I'll add a few notes of my own to the review 
A few of the things I've been pondering:
withGroup parameter names
Today we do:
public static func withGroup<TaskResult, BodyResult>(
resultType: TaskResult.Type,
returning returnType: BodyResult.Type = BodyResult.self,
body: (inout Task.Group<TaskResult>) async throws -> BodyResult
) async rethrows -> BodyResult {
I would like to propose:
public static func withGroup<ChildTaskResult, GroupResult>(
childResult: ChildTaskResult.Type,
returning returnType: GroupResult.Type = GroupResult.self,
body: (inout Task.Group<ChildTaskResult>) async throws -> GroupResult
) async rethrows -> GroupResult {
or even more fluently:
public static func withGroup<ChildTaskResult, GroupResult>(
aggregating: ChildTaskResult.Type, // or collecting?
returning returnType: GroupResult.Type = GroupResult.self,
body: (inout Task.Group<ChildTaskResult>) async throws -> GroupResult
) async rethrows -> GroupResult {
resulting in this nicer to read shape:
await Task.withGroup(aggregating: Int.self) { group in
await group.add { 1 }
}
I'd welcome nice spelling ideas for all those parameters.
Should group.next() assert that it is called correctly?
It is by design and important for performance and correctness of a group that next() be only invoked from the task running the group.
We could assert(Task.unsafeCurrent == _task) check in next() if we really wanted to, but it feels like quite a performance hit to be hitting current task for every single next() call so I'm on the fence about it. It's also why I was considering (and currently doing so) only checking this in debug mode.
The next() function is on purpose declared mutating in order to make it hard to use it incorrectly by escaping it etc. The group is NOT Sendable.
Any opinions on this one?
Suspending group.add
Food for thought - today we always await group.add but we never actually suspend there.
We want to be "future proof" that at some point we'll have groups that control the number of added tasks... but we have not designed this at all.

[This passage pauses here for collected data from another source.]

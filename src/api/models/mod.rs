pub mod scan;
//! 告警帧图片落盘

use std::io::Cursor;
use std::path::{Path, PathBuf};
use std::sync::Mutex;

use chrono::Local;
use image::ImageOutputFormat;
use log::debug;

use super::{ImageRef, ImageStore};
use crate::core::config::ServiceConfig;
use crate::core::error::{ScanError, ScanResult};
use crate::core::video::Frame;

const JPEG_QUALITY: u8 = 90;

pub struct FileImageStore {
    dir: PathBuf,
    url_path: String,
    public_base_url: String,
}

impl FileImageStore {
    pub fn new(dir: &Path, url_path: &str, public_base_url: &str) -> ScanResult<Self> {
        std::fs::create_dir_all(dir)?;
        Ok(Self {
            dir: dir.to_path_buf(),
            url_path: url_path.trim_end_matches('/').to_string(),
            public_base_url: public_base_url.trim_end_matches('/').to_string(),
        })
    }

    pub fn from_config(config: &ServiceConfig) -> ScanResult<Self> {
        let root = config
            .storage_dir
            .file_name()
            .map(|n| n.to_string_lossy().into_owned())
            .unwrap_or_else(|| "uploads".to_string());
        Self::new(
            &config.flagged_frames_dir(),
            &format!("/{}/flagged_frames", root),
            &config.public_base_url,
        )
    }

    fn encode_jpeg(frame: &Frame) -> ScanResult<Vec<u8>> {
        let img = frame.to_rgb_image()?;
        let mut buffer = Cursor::new(Vec::new());
        img.write_to(&mut buffer, ImageOutputFormat::Jpeg(JPEG_QUALITY))?;
        Ok(buffer.into_inner())
    }
}

impl ImageStore for FileImageStore {
    fn save_frame_image(&self, frame: &Frame, ordinal: u64) -> ScanResult<ImageRef> {
        let stamp = Local::now().format("%Y%m%d_%H%M%S%6f");
        let filename = format!("frame_{}_{}.jpg", ordinal, stamp);

        let jpeg = Self::encode_jpeg(frame)?;
        let path = self.dir.join(&filename);
        std::fs::write(&path, &jpeg)
            .map_err(|e| ScanError::Storage(format!("write {:?}: {}", path, e)))?;
        debug!("💾 Saved flagged frame {} ({} bytes)", filename, jpeg.len());

        let relative_path = format!("{}/{}", self.url_path, filename);
        Ok(ImageRef {
            url: format!("{}{}", self.public_base_url, relative_path),
            relative_path,
        })
    }
}

/// Keeps no pixels; hands out deterministic references. Used for dry runs.
#[derive(Default)]
pub struct MemoryImageStore {
    saved: Mutex<Vec<u64>>,
}

impl MemoryImageStore {
    pub fn new() -> Self {
        Self::default()
    }

    pub fn saved_ordinals(&self) -> Vec<u64> {
        self.saved.lock().map(|s| s.clone()).unwrap_or_default()
    }
}

impl ImageStore for MemoryImageStore {
    fn save_frame_image(&self, _frame: &Frame, ordinal: u64) -> ScanResult<ImageRef> {
        self.saved
            .lock()
            .map_err(|e| ScanError::Storage(format!("image store lock poisoned: {}", e)))?
            .push(ordinal);
        let relative_path = format!("/memory/frame_{:06}.jpg", ordinal);
        Ok(ImageRef {
            url: format!("memory://{}", relative_path),
            relative_path,
        })
    }
}

#[cfg(test)]
mod tests {
    use super::*;

    fn test_frame(frame_number: u64) -> Frame {
        Frame::new(16, 8, vec![200u8; 16 * 8 * 4], 0, frame_number)
    }

    #[test]
    fn test_file_store_writes_decodable_jpeg() {
        let dir = tempfile::tempdir().unwrap();
        let store =
            FileImageStore::new(&dir.path().join("flagged"), "/uploads/flagged_frames/", "http://host:5000/")
                .unwrap();

        let image_ref = store.save_frame_image(&test_frame(40), 40).unwrap();
        assert!(image_ref.relative_path.starts_with("/uploads/flagged_frames/frame_40_"));
        assert!(image_ref.relative_path.ends_with(".jpg"));
        assert_eq!(
            image_ref.url,
            format!("http://host:5000{}", image_ref.relative_path)
        );

        let filename = image_ref.relative_path.rsplit('/').next().unwrap();
        let written = image::open(dir.path().join("flagged").join(filename)).unwrap();
        assert_eq!((written.width(), written.height()), (16, 8));
    }

    #[test]
    fn test_file_store_from_config() {
        let dir = tempfile::tempdir().unwrap();
        let config = ServiceConfig {
            storage_dir: dir.path().join("uploads"),
            ..Default::default()
        };
        let store = FileImageStore::from_config(&config).unwrap();
        let image_ref = store.save_frame_image(&test_frame(1), 1).unwrap();
        assert!(image_ref
            .url
            .starts_with("http://localhost:5000/uploads/flagged_frames/frame_1_"));
        assert!(config.flagged_frames_dir().is_dir());
    }

    #[test]
    fn test_bad_frame_is_not_written() {
        let dir = tempfile::tempdir().unwrap();
        let store = FileImageStore::new(dir.path(), "/f", "http://h").unwrap();
        let broken = Frame::new(16, 16, vec![0u8; 4], 0, 1);
        assert!(store.save_frame_image(&broken, 1).is_err());
        assert_eq!(std::fs::read_dir(dir.path()).unwrap().count(), 0);
    }

    #[test]
    fn test_memory_store_records_ordinals() {
        let store = MemoryImageStore::new();
        let image_ref = store.save_frame_image(&test_frame(20), 20).unwrap();
        store.save_frame_image(&test_frame(60), 60).unwrap();
        assert_eq!(image_ref.url, "memory:///memory/frame_000020.jpg");
        assert_eq!(store.saved_ordinals(), vec![20, 60]);
    }
}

I am wondering if this is future proof, or troublesome.
I do feel like we may need various types of "add" eventually. Good names I had in mind were things like launch, spawn etc. But we'd need to align those with whatever async lets end up doing etc.
Just bringing it up for reviewers to consider.
Following up on this one:
Yeah so that's true, and I'll adjust that, however in practice it does not win us much, because we're unable to correlate (not way to express in type-system), the following relation:
// (NOT REAL API)
await group.add { 1 }
// "aha, we never throw in any of the child tasks!"
// thus...
let one = /*try*/ await next() // we don't have to throw from next
So next() always is throwing, because we don't have a way to relate it to the fact that no child tasks would have had the ability to throw. So realistically, the vast majority of group implementations will be throwing, because they have to throw out of the next().
People could try? await next() or try! await next(), so yes the rethrows on the withGroup does matter, but sadly won't completely solve the sometimes throwing even if we know we won't issue.
The same is true with consuming the group as an async sequence:
for try await r in group { // forced to try since next() throwing
}
We could solve it the same way as we do with UnsafeContinuation, by duplicating the types:
await Task.withThrowingGroup(accumulating: Int.self) { group in ...
var sum = 0
for n in 1...10 { await group.add { return n } }
for await r in group { sum += r } // no try!
return sum
}
try await Task.withThrowingGroup(accumulating: Int.self) { group in ...
var sum = 0
for n in 1...10 { await group.add { throw Boom() } }
for try await r in group { sum += r }
return sum
}
do we want to do this though?
(Just adding a Failure parameter does not solve it, because we have no way to "hide" the add(body: throws async) function from groups which are Failure = Never even if we can hide the not throwing next()).